The question of how to approach these patients for diagnosis and treatment is pressing. For patients in the United States, the Centers for Disease Control and Prevention (CDC) is continuously updating information and has instructions on who to test and the workflow to follow regarding specimen handling.[5] In brief, testing for SARS-CoV-2 needs to be sent to the state laboratory after consultation with it regarding patient clinical characteristics, the specimens it will receive, and packaging of the sample using shipping regulations for category B agents. Other tests, such as CBC count, chemistries, and microbiology (including molecular testing for other respiratory viruses), can be handled using universal precautions (face protection, gloves, and disposable gowns) in hospital laboratories, so as not to delay other necessary treatment. It should be noted that although some multiplex molecular panels include primers for SARS-CoV, MERS-CoV, and other coronaviruses responsible for upper respiratory infections (HcoV 229E, NL63, OC43, and HKU1), they do not detect COVID-19. The CDC is advising not to perform viral cultures in patients under investigation for either MERS-CoV or SARS-CoV-2. The WHO also has a webpage with guidance regarding multiple aspects, including surveillance, patient management, and laboratory testing specific for SARS-CoV-2.[6] Once a patient has been defined as infected with SARS-CoV-2, he or she should be treated, taking into consideration airborne and contact precautions. Most of the measures are symptomatic, although some antiviral medications have been used.

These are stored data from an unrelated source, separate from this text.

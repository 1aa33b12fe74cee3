//! HTTP API integration tests
//!
//! Serve the router on an ephemeral port and speak plain HTTP/1.1 to it.

mod common;

use common::{
    build_gateway, device_dump, fast_timeouts, mock_gateway, MockOptions, MockScada, DEVICE_ID,
    NODE_ID,
};
use serde_json::{json, Value};
use std::net::SocketAddr;
use std::sync::Arc;
use tempfile::TempDir;
use tokio::io::{AsyncReadExt, AsyncWriteExt};
use tokio::net::{TcpListener, TcpStream};

use scada_gateway::{server, Gateway};

async fn serve(gateway: Arc<Gateway>) -> SocketAddr {
    let listener = TcpListener::bind("127.0.0.1:0").await.unwrap();
    let addr = listener.local_addr().unwrap();
    tokio::spawn(server::serve(gateway, listener));
    addr
}

async fn exchange(addr: SocketAddr, raw_request: String) -> (u16, String) {
    let mut stream = TcpStream::connect(addr).await.unwrap();
    stream.write_all(raw_request.as_bytes()).await.unwrap();

    let mut raw = Vec::new();
    stream.read_to_end(&mut raw).await.unwrap();
    let text = String::from_utf8(raw).unwrap();

    let (head, body) = text.split_once("\r\n\r\n").unwrap();
    let status = head.split_whitespace().nth(1).unwrap().parse().unwrap();
    (status, body.to_string())
}

async fn get(addr: SocketAddr, path: &str) -> (u16, Value) {
    let (status, body) = exchange(
        addr,
        format!("GET {} HTTP/1.1\r\nHost: localhost\r\nConnection: close\r\n\r\n", path),
    )
    .await;
    (status, serde_json::from_str(&body).unwrap())
}

async fn post(addr: SocketAddr, path: &str, body: &Value) -> (u16, Value) {
    let body = body.to_string();
    let (status, body) = exchange(
        addr,
        format!(
            "POST {} HTTP/1.1\r\nHost: localhost\r\nConnection: close\r\n\
             Content-Type: application/json\r\nContent-Length: {}\r\n\r\n{}",
            path,
            body.len(),
            body
        ),
    )
    .await;
    (status, serde_json::from_str(&body).unwrap())
}

#[tokio::test]
async fn test_health_reports_persisted_state() {
    let dir = TempDir::new().unwrap();
    let gateway = build_gateway(dir.path(), "ws://127.0.0.1:1", None, None, fast_timeouts());
    let addr = serve(gateway).await;

    let (status, body) = get(addr, "/api/health").await;
    assert_eq!(status, 200);
    assert_eq!(body["status"], "ok");
    assert_eq!(body["connect_state"], "No connection");
    assert!(body["time"].is_string());
}

#[tokio::test]
async fn test_unknown_route_is_not_found() {
    let dir = TempDir::new().unwrap();
    let gateway = build_gateway(dir.path(), "ws://127.0.0.1:1", None, None, fast_timeouts());
    let addr = serve(gateway).await;

    let (status, body) = get(addr, "/api/unknown").await;
    assert_eq!(status, 404);
    assert_eq!(body, json!({"error": "Not found"}));
}

#[tokio::test]
async fn test_device_list_without_node_id_is_bad_request() {
    let dir = TempDir::new().unwrap();
    let gateway = build_gateway(dir.path(), "ws://127.0.0.1:1", None, None, fast_timeouts());
    let addr = serve(gateway).await;

    let (status, body) = get(addr, "/api/devx_list").await;
    assert_eq!(status, 400);
    assert_eq!(body["success"], false);
    assert!(body["error"].as_str().unwrap().contains("No node id"));
}

#[tokio::test]
async fn test_dump_routes_shape_one_payload() {
    let mock = MockScada::start(MockOptions::default()).await;
    let dir = TempDir::new().unwrap();
    let gateway = mock_gateway(dir.path(), &mock);
    let addr = serve(gateway).await;

    let (status, body) = get(addr, "/api/dump_devm?did=9&node_id=5&id=274").await;
    assert_eq!(status, 200);
    assert_eq!(
        body,
        json!({
            "success": true,
            "result": [{"id": 274, "label": "Pressure", "value": 2.1, "unit": "bar"}]
        })
    );

    let (_, names) = get(addr, "/api/dump_devm_param_names?did=9&node_id=5").await;
    assert_eq!(names["params"].as_array().unwrap().len(), 2);

    let (_, alarm) = get(addr, "/api/dump_devm_alarm").await;
    assert_eq!(alarm["alarm"], json!({"code": 3}));

    let (_, leds) = get(addr, "/api/dump_devm_leds").await;
    assert_eq!(leds["leds"], json!([1, 0]));

    assert_eq!(mock.requests_of("dump_devm").len(), 1);
}

#[tokio::test]
async fn test_node_list_and_passthrough() {
    let mock = MockScada::start(MockOptions::default()).await;
    let dir = TempDir::new().unwrap();
    let gateway = mock_gateway(dir.path(), &mock);
    let addr = serve(gateway).await;

    let (status, body) = post(addr, "/api/any", &json!({"Request": "trend_get", "did": 9})).await;
    assert_eq!(status, 200);
    assert_eq!(body["data"]["Request"], "trend_get");

    let (status, body) = get(addr, "/api/node_list").await;
    assert_eq!(status, 200);
    assert_eq!(body["data"]["NodeList"][0]["id"], NODE_ID);

    let (status, body) = post(addr, "/api/any", &json!({"did": 9})).await;
    assert_eq!(status, 400);
    assert_eq!(body["success"], false);
}

#[tokio::test]
async fn test_passthrough_dump_is_written_to_cache() {
    let mock = MockScada::start(MockOptions::default()).await;
    let dir = TempDir::new().unwrap();
    let gateway = mock_gateway(dir.path(), &mock);
    let addr = serve(gateway).await;

    let request = json!({"Request": "dump_devm", "did": DEVICE_ID, "node_id": NODE_ID});
    let (status, body) = post(addr, "/api/any", &request).await;
    assert_eq!(status, 200);
    assert_eq!(body["data"]["MSG"]["VALUE"], device_dump()["VALUE"]);

    let path = dir
        .path()
        .join("data")
        .join(format!("dump_devm_{}_{}.json", NODE_ID, DEVICE_ID));
    let cached: Value = serde_json::from_slice(&std::fs::read(path).unwrap()).unwrap();
    assert_eq!(cached["VALUE"], device_dump()["VALUE"]);

    // The shaped routes now read the cached dump
    let (status, _) = get(addr, "/api/dump_devm_alarm").await;
    assert_eq!(status, 200);
    assert_eq!(mock.requests_of("dump_devm").len(), 1);
}

#[tokio::test]
async fn test_upstream_unreachable_is_structured_failure() {
    let listener = std::net::TcpListener::bind("127.0.0.1:0").unwrap();
    let dead = listener.local_addr().unwrap();
    drop(listener);

    let dir = TempDir::new().unwrap();
    let gateway = build_gateway(
        dir.path(),
        &format!("ws://{}", dead),
        Some(NODE_ID),
        Some(DEVICE_ID),
        fast_timeouts(),
    );
    let addr = serve(gateway).await;

    let (status, body) = get(addr, "/api/node_list").await;
    assert_eq!(status, 502);
    assert_eq!(body["success"], false);

    let (_, health) = get(addr, "/api/health").await;
    assert_eq!(health["connect_state"], "Error");
}

#[tokio::test]
async fn test_restart_route_acknowledges() {
    let mock = MockScada::start(MockOptions::default()).await;
    let dir = TempDir::new().unwrap();
    let gateway = mock_gateway(dir.path(), &mock);
    let addr = serve(gateway).await;

    let (status, body) = get(addr, "/api/restart").await;
    assert_eq!(status, 200);
    assert_eq!(
        body,
        json!({"success": true, "message": "Service restart initiated"})
    );
}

Last, at this point, reports of autopsies or lung tissue samples of patients with SARS-CoV-2 have not been published. However, based on imaging studies and what we know of SARS-CoV and MERS-CoV, patients with the most severe disease will likely show diffuse alveolar damage with hyaline membrane formation, inflammation in the alveolar walls, desquamation of pneumocytes, and, if the case is complicated by a secondary bacterial pneumonia, intra-alveolar inflammatory infiltrate by neutrophils. Any other specific features, such as multinucleated cells or potential viral inclusions, remain to be discovered through pathologic studies of patients with this new virus.

In summary, the story of SARS-CoV-2 continues to evolve. Because SARS-CoV and MERS-CoV have had different behaviors, SARS-CoV-2 will likely have unique features of its own that we will learn as the outbreak progresses.